/DisasterResponsePipeline

Using a dataset of real tweets and texts that were sent during disaster events, I created a machine learning pipeline (multiclass classifier) to categorize messages, which could be used by disaster relief agencies to funnel messages to the relevant disaster relief teams during future disasters.

Primary LanguagePython

Disaster Response Pipeline Project

Installation

Python 3.x
Libraries: numpy, pandas, sqlalchemy, nltk, re, sklearn, pickle, json, plotly, flask

Project Motivation

Using a dataset of real tweets and texts that were sent during disaster events, I created a machine learning pipeline (multiclass classifier) to categorize messages, which could be used by disaster relief agencies to funnel messages to the relevant disaster relief teams during future disasters.

The project also includes a web app where a user can input a new message and get classification results in all of the possible categories. The web app will also display visualizations of the data.

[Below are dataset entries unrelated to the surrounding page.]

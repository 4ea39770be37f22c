use chrono::{DateTime, Utc};
use serde::{Deserialize, Serialize};
use std::fmt;

use super::NetworkConstraints;
use crate::domain::{zonal_sum, ZonalValues};

/// Allowed imbalance after shifting (MW)
const BALANCE_TOLERANCE_MW: f64 = 1e-6;

/// Frozen grid snapshot a capacity run is computed on.
///
/// The canonical snapshot is shared read-only between probes; every probe
/// works on its own clone with [`NetworkSnapshot::apply_shifts`].
#[derive(Debug, Clone, PartialEq, Serialize, Deserialize)]
pub struct NetworkSnapshot {
    /// Identifier the external solver knows this network by
    pub id: String,

    /// Timestamp the snapshot was taken
    #[serde(default = "Utc::now")]
    pub captured_at: DateTime<Utc>,

    /// Net position per zone (MW, positive = export)
    #[serde(default)]
    pub net_positions: ZonalValues,

    /// Shifts applied to this copy so far (MW)
    #[serde(default)]
    pub applied_shifts: ZonalValues,

    /// Monitored branches and GLSK capacities, used by the in-process solver
    #[serde(default)]
    pub constraints: NetworkConstraints,
}

impl NetworkSnapshot {
    pub fn new(id: impl Into<String>, net_positions: ZonalValues) -> Self {
        Self {
            id: id.into(),
            captured_at: Utc::now(),
            net_positions,
            applied_shifts: ZonalValues::new(),
            constraints: NetworkConstraints::default(),
        }
    }

    pub fn with_constraints(mut self, constraints: NetworkConstraints) -> Self {
        self.constraints = constraints;
        self
    }

    /// Inject per-zone shifts into this copy
    pub fn apply_shifts(&mut self, shifts: &ZonalValues) {
        for (zone, shift) in shifts {
            *self.net_positions.entry(zone.clone()).or_insert(0.0) += shift;
            *self.applied_shifts.entry(zone.clone()).or_insert(0.0) += shift;
        }
    }

    /// Injected and withdrawn power must match after shifting
    pub fn verify_shift_balance(&self) -> bool {
        zonal_sum(&self.applied_shifts).abs() < BALANCE_TOLERANCE_MW
    }

    /// Total power moved by the applied shifts (MW)
    pub fn shifted_volume_mw(&self) -> f64 {
        self.applied_shifts
            .values()
            .filter(|shift| **shift > 0.0)
            .sum()
    }
}

impl fmt::Display for NetworkSnapshot {
    fn fmt(&self, f: &mut fmt::Formatter<'_>) -> fmt::Result {
        write!(
            f,
            "NetworkSnapshot {{ id: {}, zones: {}, branches: {}, shifted: {:.1}MW, balanced: {} }}",
            self.id,
            self.net_positions.len(),
            self.constraints.branches.len(),
            self.shifted_volume_mw(),
            if self.verify_shift_balance() { "yes" } else { "no" }
        )
    }
}
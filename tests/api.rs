//! HTTP surface exercised through the router without a socket.
#![cfg(feature = "sim")]

use axum::{
    body::{to_bytes, Body},
    http::{header, Request, StatusCode},
    Router,
};
use capacity_dichotomy::api;
use capacity_dichotomy::config::{Config, DichotomyConfig, ServerConfig, SolverConfig, SolverMode};
use capacity_dichotomy::controller::AppState;
use serde_json::{json, Value};
use std::time::Duration;
use tower::ServiceExt;

fn config(simulated_latency_ms: u64) -> Config {
    Config {
        server: ServerConfig {
            host: "127.0.0.1".to_string(),
            port: 0,
            request_timeout_secs: 30,
            retained_runs: 16,
        },
        solver: SolverConfig {
            mode: SolverMode::Simulated,
            base_url: String::new(),
            timeout_seconds: 0,
            connect_timeout_seconds: 5,
            simulated_latency_ms,
            divergence_threshold_mw: 50_000.0,
        },
        dichotomy: DichotomyConfig {
            precision_mw: 50.0,
            min_value_mw: 0.0,
            max_value_mw: 19_999.0,
            step_mw: 650.0,
            max_bracket_steps: 16,
        },
    }
}

fn app(simulated_latency_ms: u64) -> Router {
    api::router(AppState::new(config(simulated_latency_ms)).unwrap())
}

fn capacity_request() -> Value {
    json!({
        "network": {
            "id": "20240110_0830_cse",
            "constraints": {
                "branches": [{
                    "id": "CH-IT Lavorgo",
                    "base_flow_mw": 500.0,
                    "max_flow_mw": 1500.0,
                    "ptdf": { "CH": 0.8 },
                    "remedial_relief_mw": 200.0
                }]
            }
        },
        "reference_zone": "IT",
        "splitting_factors": { "FR": 0.6, "CH": 0.4 },
        "seed_index": 2000.0
    })
}

fn post(uri: &str, body: &Value) -> Request<Body> {
    Request::builder()
        .method("POST")
        .uri(uri)
        .header(header::CONTENT_TYPE, "application/json")
        .body(Body::from(body.to_string()))
        .unwrap()
}

fn get(uri: &str) -> Request<Body> {
    Request::builder().uri(uri).body(Body::empty()).unwrap()
}

async fn json_body(response: axum::response::Response) -> Value {
    let bytes = to_bytes(response.into_body(), usize::MAX).await.unwrap();
    serde_json::from_slice(&bytes).unwrap()
}

#[tokio::test]
async fn healthz_and_health() {
    let response = app(0).oneshot(get("/api/v1/healthz")).await.unwrap();
    assert_eq!(response.status(), StatusCode::OK);

    let response = app(0).oneshot(get("/api/v1/health")).await.unwrap();
    assert_eq!(response.status(), StatusCode::OK);
    let body = json_body(response).await;
    assert_eq!(body["solver"]["mode"], "simulated");
    assert_eq!(body["solver"]["backend"], "simulated");
}

#[tokio::test]
async fn compute_returns_report() {
    let response = app(0)
        .oneshot(post("/api/v1/runs/compute", &capacity_request()))
        .await
        .unwrap();
    assert_eq!(response.status(), StatusCode::OK);

    let body = json_body(response).await;
    assert_eq!(body["success"], true);
    let result = &body["data"]["result"];
    let value = result["final_value"].as_f64().unwrap();
    assert!(value > 3700.0 && value <= 3750.0 + 1e-6);
    assert_eq!(result["limiting_cause"], "CRITICAL_BRANCH");
    assert_eq!(result["limiting_element"]["id"], "CH-IT Lavorgo");
    assert!(body["data"]["shifts_at_final_value"]["IT"].as_f64().unwrap() < 0.0);
}

#[tokio::test]
async fn invalid_splitting_factors_are_bad_request() {
    let mut request = capacity_request();
    request["splitting_factors"] = json!({ "FR": 0.6, "CH": 0.6 });

    let response = app(0).oneshot(post("/api/v1/runs/compute", &request)).await.unwrap();
    assert_eq!(response.status(), StatusCode::BAD_REQUEST);
    assert_eq!(json_body(response).await["kind"], "CONFIGURATION");
}

#[tokio::test]
async fn malformed_body_is_bad_request() {
    let response = app(0)
        .oneshot(post("/api/v1/runs", &json!({ "reference_zone": "IT" })))
        .await
        .unwrap();
    assert_eq!(response.status(), StatusCode::BAD_REQUEST);
}

#[tokio::test]
async fn unknown_run_is_not_found() {
    let response = app(0)
        .oneshot(get("/api/v1/runs/4f6d2a47-5c55-4c0e-9a39-2a9d3c1f0b11"))
        .await
        .unwrap();
    assert_eq!(response.status(), StatusCode::NOT_FOUND);
    assert_eq!(json_body(response).await["kind"], "NOT_FOUND");
}

#[tokio::test]
async fn submitted_run_can_be_interrupted() {
    let app = app(5_000);

    let response = app
        .clone()
        .oneshot(post("/api/v1/runs", &capacity_request()))
        .await
        .unwrap();
    assert_eq!(response.status(), StatusCode::ACCEPTED);
    let run_id = json_body(response).await["data"]["run_id"]
        .as_str()
        .unwrap()
        .to_string();

    let response = app
        .clone()
        .oneshot(post(&format!("/api/v1/runs/{run_id}/interrupt"), &json!({})))
        .await
        .unwrap();
    assert_eq!(response.status(), StatusCode::OK);
    assert_eq!(json_body(response).await["data"]["interrupted"], true);

    let mut state = Value::Null;
    for _ in 0..200 {
        let response = app
            .clone()
            .oneshot(get(&format!("/api/v1/runs/{run_id}")))
            .await
            .unwrap();
        state = json_body(response).await["data"].clone();
        if state["state"] == "COMPLETED" {
            break;
        }
        tokio::time::sleep(Duration::from_millis(10)).await;
    }

    assert_eq!(state["state"], "COMPLETED");
    assert_eq!(state["report"]["result"]["limiting_cause"], "INTERRUPTED");
    assert_eq!(state["report"]["error"]["kind"], "INTERRUPTION");
}
use anyhow::{Context, Result};
use async_trait::async_trait;
use serde::Serialize;
use std::time::Duration;

use super::{NetworkEvaluator, SolverResult};
use crate::domain::ZonalValues;
use crate::power_flow::NetworkSnapshot;

#[derive(Debug, Serialize)]
struct EvaluationRequest<'a> {
    network_id: &'a str,
    shifts: &'a ZonalValues,
}

/// External loadflow/RAO service reached over HTTP.
///
/// `POST {base_url}/evaluate` with `{ network_id, shifts }`, answer is a
/// [`SolverResult`]. The service owns the network files and applies the
/// shifts to its own copy.
#[derive(Debug, Clone)]
pub struct RemoteEvaluator {
    client: reqwest::Client,
    base_url: String,
}

impl RemoteEvaluator {
    pub fn new(base_url: impl Into<String>, connect_timeout: Duration) -> Result<Self> {
        let client = reqwest::Client::builder()
            .connect_timeout(connect_timeout)
            .build()
            .context("building solver HTTP client")?;
        Ok(Self {
            client,
            base_url: base_url.into().trim_end_matches('/').to_string(),
        })
    }

    pub fn base_url(&self) -> &str {
        &self.base_url
    }
}

#[async_trait]
impl NetworkEvaluator for RemoteEvaluator {
    async fn evaluate(&self, network: &NetworkSnapshot, shifts: &ZonalValues) -> Result<SolverResult> {
        let url = format!("{}/evaluate", self.base_url);
        let response = self
            .client
            .post(&url)
            .json(&EvaluationRequest {
                network_id: &network.id,
                shifts,
            })
            .send()
            .await
            .with_context(|| format!("calling solver at {url}"))?
            .error_for_status()
            .context("solver rejected evaluation request")?;

        response
            .json::<SolverResult>()
            .await
            .context("decoding solver result")
    }

    fn name(&self) -> &'static str {
        "remote"
    }
}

This provides a way for emergency workers to see how the model is working for individual messages, but in practice, this would not be efficient during an actual disaster and instead the model would be run on many messages simultanouesly and perhaps even automatically forward messages to the proper agency based on the category.

File Descriptions

data/disaster_messages.csv: original dataset with columns for message id, message, original message, and genre.
data/disaster_categories.csv: original dataset with columns for message id and message categories (hand labled).
data/process_data.py: ETL pipeline that takes data from csv's (above), cleans it, and stores it in a sqlite database.
data/DisasterResponse.db: The database created by process_data.py (above).

models/train_classifier.py: ML pipeline that uses DisasterResponse.db (above) as input, then builds, trains, evaluates and saves a multioutput classifier supervised learning model to predict categories given a message.

app/templates: webpage templates for run.py
app/run.py: Creates flask web app that displays basic graphs of the original data and uses the ML model (above) to classify messages typed in at the webpage.

How to Make it All Work

  1. Install any necessary software from Installation section (above).

  2. Run the following commands in the project's root directory to set up your database and model.

    • To run ETL pipeline that cleans data and stores in database python data/process_data.py data/disaster_messages.csv data/disaster_categories.csv data/DisasterResponse.db
    • To run ML pipeline that trains classifier and saves python models/train_classifier.py data/DisasterResponse.db models/classifier.pkl
  3. Run the following command in the app's directory to run your web app. python run.py

  4. Go to http://0.0.0.0:3001/

  5. Follow the prompt on the web app to type in or paste in a disaster-related message to see what categories the model classifies it as.

Acknowledgements

This project is part of Udacity's Data Scientist Nanodegree and as such uses some starter code and verbiage provided by Udacity. Additionally, as already mentioned, the original datasets are provided by Figure Eight (Appen).